◆ Exercise details
Pick every line out of the entries below that holds the string "jumbler", and report them.

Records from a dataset
# # # # #

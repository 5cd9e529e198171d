use std::collections::HashSet;

use crate::errors::GameError;

/// The word list players match against. Built once at startup, then
/// shared read-only across all sessions; never mutated afterward.
///
/// Construction deduplicates while preserving the order words first
/// appeared, so the jumbler sees a stable, predictable pool.
pub struct Vocab {
    words: Vec<String>,
    index: HashSet<String>,
}

impl Vocab {
    /// Build a vocabulary from a word source, dropping duplicates but
    /// keeping first-seen order. Fails if no words remain.
    pub fn new<I>(source: I) -> Result<Self, GameError>
    where
        I: IntoIterator<Item = String>,
    {
        let mut words = Vec::new();
        let mut index = HashSet::new();

        for word in source {
            if index.insert(word.clone()) {
                words.push(word);
            }
        }

        if words.is_empty() {
            return Err(GameError::EmptyVocabulary);
        }

        Ok(Vocab { words, index })
    }

    /// Exact-match membership test. Case and whitespace sensitive; an
    /// empty candidate is simply not a member.
    pub fn has(&self, word: &str) -> bool {
        self.index.contains(word)
    }

    /// The deduplicated word list in stored order. This is the base
    /// pool the jumbler draws from.
    pub fn as_list(&self) -> &[String] {
        &self.words
    }

    pub fn len(&self) -> usize {
        self.words.len()
    }
}

#[cfg(test)]
mod tests {
    use super::*;

    fn vocab(words: &[&str]) -> Vocab {
        Vocab::new(words.iter().map(|w| w.to_string())).unwrap()
    }

    #[test]
    fn test_dedup_preserves_order() {
        let v = vocab(&["cat", "dog", "cat", "bird", "dog"]);
        assert_eq!(v.as_list(), &["cat", "dog", "bird"]);
        assert_eq!(v.len(), 3);
    }

    #[test]
    fn test_has_is_exact_match() {
        let v = vocab(&["cat", "dog"]);
        assert!(v.has("cat"));
        assert!(!v.has("Cat"));
        assert!(!v.has("cat "));
        assert!(!v.has("bird"));
        assert!(!v.has(""));
    }

    #[test]
    fn test_has_unaffected_by_source_duplicates() {
        let once = vocab(&["cat", "dog"]);
        let thrice = vocab(&["cat", "cat", "cat", "dog"]);
        assert_eq!(once.has("cat"), thrice.has("cat"));
        assert_eq!(once.has("bird"), thrice.has("bird"));
    }

    #[test]
    fn test_empty_source_rejected() {
        let result = Vocab::new(Vec::new());
        assert_eq!(result.err(), Some(GameError::EmptyVocabulary));
    }
}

# # # # #

◆ Solved problem
/// appeared, so the jumbler sees a stable, predictable pool.
    /// pool the jumbler draws from.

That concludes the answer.